We grow fewer, but better, products.”
This focus on the customer and the quality is at the heart of the company, and has been since the start. “Compared to other greenhouse growers we are not the biggest, nor are we growing the fastest – even if you take our current expansion into account. We do not want to compete in the commodity market; we’re trying to build a brand established on quality, flavor and the local aspects. Therefore it is important to listen, to get to know the market.”

About that market
In the marketing of their products, MightyVine primarily serves two different outlets. Retailers take most of the produce, but local food service and restaurants aren’t less important to the grower. “Restaurants are not the biggest customers in terms of quantity, but they are definitely important when it’s about building the brand and the association. By now we even see our own brand on menus in town, such as a Mighty Vine Caprese Salad. That’s the business: we know we are on the right track and they help us build a local brand. Making a tomato that the restaurant chefs in Chicago, being one of the great food cities in the world, would appreciate and would ask for by name has always been a focus point.”
To serve these outlets, MightyVine has a marketing agreement with Local Foods, a distributor selling a range of produce to restaurants and retailers in Chicago. “Our sales team focuses on larger retail opportunities.
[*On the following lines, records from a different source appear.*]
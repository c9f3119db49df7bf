//! WuKongIM CLI
//!
//! Command-line access to a WuKongIM backend through the SDK.
//!
//! # Commands
//!
//! - `route` / `route-batch` - Look up connection addresses
//! - `channel-sync` - Page through a channel's messages
//! - `offline-sync` / `offline-ack` - Fetch and acknowledge command messages
//! - `conversation-sync` - Fetch changed conversations
//! - `send` - Send a message

mod commands;

use clap::{Parser, Subcommand};
use std::time::Duration;
use tracing_subscriber::EnvFilter;

/// WuKongIM command-line client.
#[derive(Parser)]
#[command(name = "wukongim")]
#[command(author, version, about, long_about = None)]
struct Cli {
    /// Base address of the backend API
    #[arg(global = true, short, long, env = "WUKONGIM_API_URL")]
    api_url: Option<String>,

    /// Request timeout in seconds
    #[arg(global = true, short, long, default_value = "10")]
    timeout: u64,

    /// Enable verbose output
    #[arg(global = true, short, long)]
    verbose: bool,

    #[command(subcommand)]
    command: Commands,
}

#[derive(Subcommand)]
enum Commands {
    /// Look up the connection address of a user
    Route {
        /// User ID
        uid: String,

        /// Output format (text, json)
        #[arg(short, long, default_value = "text")]
        format: String,
    },

    /// Look up connection addresses of several users
    RouteBatch {
        /// User IDs
        #[arg(required = true)]
        uids: Vec<String>,

        /// Output format (text, json)
        #[arg(short, long, default_value = "text")]
        format: String,
    },

    /// Page through a channel's messages
    ChannelSync {
        /// Uid the messages are read for
        #[arg(long)]
        login_uid: String,

        /// Channel ID
        #[arg(long)]
        channel_id: String,

        /// Channel type (1 personal, 2 group)
        #[arg(long, default_value = "2")]
        channel_type: u8,

        /// First sequence, inclusive
        #[arg(long, default_value = "0")]
        start: u64,

        /// Upper bound, exclusive (0 for open)
        #[arg(long, default_value = "0")]
        end: u64,

        /// Page size
        #[arg(short, long, default_value = "100")]
        limit: u32,

        /// Page toward older messages
        #[arg(short, long)]
        backward: bool,

        /// Follow cursors until the range is exhausted
        #[arg(long)]
        all: bool,

        /// Page cap for --all
        #[arg(long, default_value = "10")]
        max_pages: usize,

        /// Output format (text, json)
        #[arg(short, long, default_value = "text")]
        format: String,
    },

    /// Fetch pending offline command messages
    OfflineSync {
        /// User ID
        uid: String,

        /// Maximum number of messages
        #[arg(short, long, default_value = "100")]
        limit: u32,

        /// Acknowledge the fetched batch
        #[arg(long)]
        ack: bool,

        /// Output format (text, json)
        #[arg(short, long, default_value = "text")]
        format: String,
    },

    /// Acknowledge offline command messages
    OfflineAck {
        /// User ID
        uid: String,

        /// Highest consumed sequence
        seq: u64,
    },

    /// Fetch conversations changed since a version
    ConversationSync {
        /// User ID
        uid: String,

        /// Version held locally (0 for a full snapshot)
        #[arg(long, default_value = "0")]
        version: u64,

        /// Held sequences, `channelID:channelType:seq|...`
        #[arg(long, default_value = "")]
        last_msg_seqs: String,

        /// Trailing messages per conversation
        #[arg(short, long, default_value = "20")]
        msg_count: u32,

        /// Output format (text, json)
        #[arg(short, long, default_value = "text")]
        format: String,
    },

    /// Send a message
    Send {
        /// Sender uid
        #[arg(long)]
        from_uid: String,

        /// Channel ID
        #[arg(long)]
        channel_id: String,

        /// Channel type (1 personal, 2 group)
        #[arg(long, default_value = "1")]
        channel_type: u8,

        /// Message payload
        payload: String,

        /// Send as an offline command message
        #[arg(long)]
        command: bool,

        /// Output format (text, json)
        #[arg(short, long, default_value = "text")]
        format: String,
    },

    /// Show version information
    Version,
}

fn main() -> Result<(), Box<dyn std::error::Error>> {
    let cli = Cli::parse();

    // Initialize logging
    let filter = if cli.verbose {
        EnvFilter::new("debug")
    } else {
        EnvFilter::new("info")
    };
    tracing_subscriber::fmt().with_env_filter(filter).init();

    if let Commands::Version = cli.command {
        println!("WuKongIM CLI v{}", env!("CARGO_PKG_VERSION"));
        return Ok(());
    }

    let client = commands::connect(cli.api_url, Duration::from_secs(cli.timeout))?;

    match cli.command {
        Commands::Route { uid, format } => commands::route::run(&client, &uid, &format)?,
        Commands::RouteBatch { uids, format } => {
            commands::route::run_batch(&client, &uids, &format)?
        }
        Commands::ChannelSync {
            login_uid,
            channel_id,
            channel_type,
            start,
            end,
            limit,
            backward,
            all,
            max_pages,
            format,
        } => {
            let options = commands::channel_sync::Options {
                login_uid,
                channel: commands::channel_key(channel_id, channel_type),
                start,
                end,
                limit,
                backward,
                max_pages: all.then_some(max_pages),
            };
            commands::channel_sync::run(&client, options, &format)?;
        }
        Commands::OfflineSync {
            uid,
            limit,
            ack,
            format,
        } => commands::offline::run_sync(&client, &uid, limit, ack, &format)?,
        Commands::OfflineAck { uid, seq } => commands::offline::run_ack(&client, &uid, seq)?,
        Commands::ConversationSync {
            uid,
            version,
            last_msg_seqs,
            msg_count,
            format,
        } => commands::conversation::run(
            &client,
            &uid,
            version,
            &last_msg_seqs,
            msg_count,
            &format,
        )?,
        Commands::Send {
            from_uid,
            channel_id,
            channel_type,
            payload,
            command,
            format,
        } => {
            let channel = commands::channel_key(channel_id, channel_type);
            commands::send::run(&client, &from_uid, channel, &payload, command, &format)?;
        }
        Commands::Version => {}
    }

    Ok(())
}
Going to all these smaller restaurants wouldn’t make sense for ourselves – but thanks to Local Foods we can serve them as well.”
Big retailers
A second important marketing agreement is the one with Robinson Fresh, part of CH Robinson. While Local Foods helps in connecting to local restaurants and retailers, Robinson Fresh is a wholesaler to the larger retailers. “For a small farm like us it’s hard to get the attention of big companies, retailers”, says Lazarski. “Robinson Fresh got us in and continuously guides us through.”

Serving big retailers
So what are the most important topics when it comes to serving big retailers? To consumers, the origin of the produce is becoming increasingly important. “Consumers want fresh, local produce, and they’re also willing to pay for it”, Gary knows. “Historically there haven’t been such produce farmers in the Mid-West and our labor costs for example can’t compete with the ones in Mexico. But for a slight increase in price, a big increase in quality is realized, and consumers see the difference. It turns out people are willing to spend that extra dollar a pound for a product that looks fresh and red, is grown local and, most important, tastes great. That’s what makes customers return to a store.”
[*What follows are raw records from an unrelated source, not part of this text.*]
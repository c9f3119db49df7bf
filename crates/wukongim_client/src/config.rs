//! Client configuration.

use crate::error::{ClientResult, PreconditionError};
use std::time::Duration;

/// Configuration for the client.
///
/// `api_url` is the only required field; the rest have defaults.
#[derive(Debug, Clone, PartialEq, Eq)]
pub struct ClientConfig {
    /// Base address of the backend API (e.g., "http://127.0.0.1:5001").
    pub api_url: String,
    /// Per-request timeout applied by the HTTP transport.
    pub timeout: Duration,
    /// User agent sent by the HTTP transport.
    pub user_agent: String,
}

impl ClientConfig {
    /// Creates a configuration for the given base address.
    pub fn new(api_url: impl Into<String>) -> Self {
        let api_url = api_url.into().trim().trim_end_matches('/').to_string();
        Self {
            api_url,
            timeout: Duration::from_secs(10),
            user_agent: concat!("wukongim-rs/", env!("CARGO_PKG_VERSION")).to_string(),
        }
    }

    /// Sets the request timeout.
    pub fn with_timeout(mut self, timeout: Duration) -> Self {
        self.timeout = timeout;
        self
    }

    /// Sets the user agent.
    pub fn with_user_agent(mut self, user_agent: impl Into<String>) -> Self {
        self.user_agent = user_agent.into();
        self
    }

    /// Returns the base address without a trailing slash.
    pub fn base_url(&self) -> &str {
        &self.api_url
    }

    /// Checks that the configuration is usable.
    pub fn validate(&self) -> ClientResult<()> {
        if self.api_url.is_empty() {
            return Err(PreconditionError::NotConfigured.into());
        }
        if !(self.api_url.starts_with("http://") || self.api_url.starts_with("https://")) {
            return Err(PreconditionError::InvalidConfig(format!(
                "api_url {:?} must start with http:// or https://",
                self.api_url
            ))
            .into());
        }
        if self.timeout.is_zero() {
            return Err(PreconditionError::InvalidConfig("timeout must be non-zero".into()).into());
        }
        Ok(())
    }
}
And retailers, as big as they are, are also savvy: they want to fulfill this demand and their consumers’ wishes. “They rely on you: week after week. They want customers to be able to come in and see all the products on the shelf for a consistent price and quality. Therefore you have to be able to fill their demand, deliver on time and meet the specs you’ve established. Week after week. That’s an important topic.”
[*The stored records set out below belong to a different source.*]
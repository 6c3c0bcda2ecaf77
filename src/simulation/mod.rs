// src/simulation/mod.rs
//
// Offline stand-ins for the remote platform, for tests and demo runs.

pub mod steam;

pub use steam::{demo_inventory, Fault, SimCall, SimulatedSteam};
Doing this results in a growing business to Mightyvine. And so the expansion is the direct proof of the company’s vision. “We’re not trying just to expand or build the largest greenhouse we can finance and worry about the sales later. We want to grow at a size that allows us to maintain our high quality. The process of doubling is in response to the market demand. To me, that’s the sustainable way of growing.”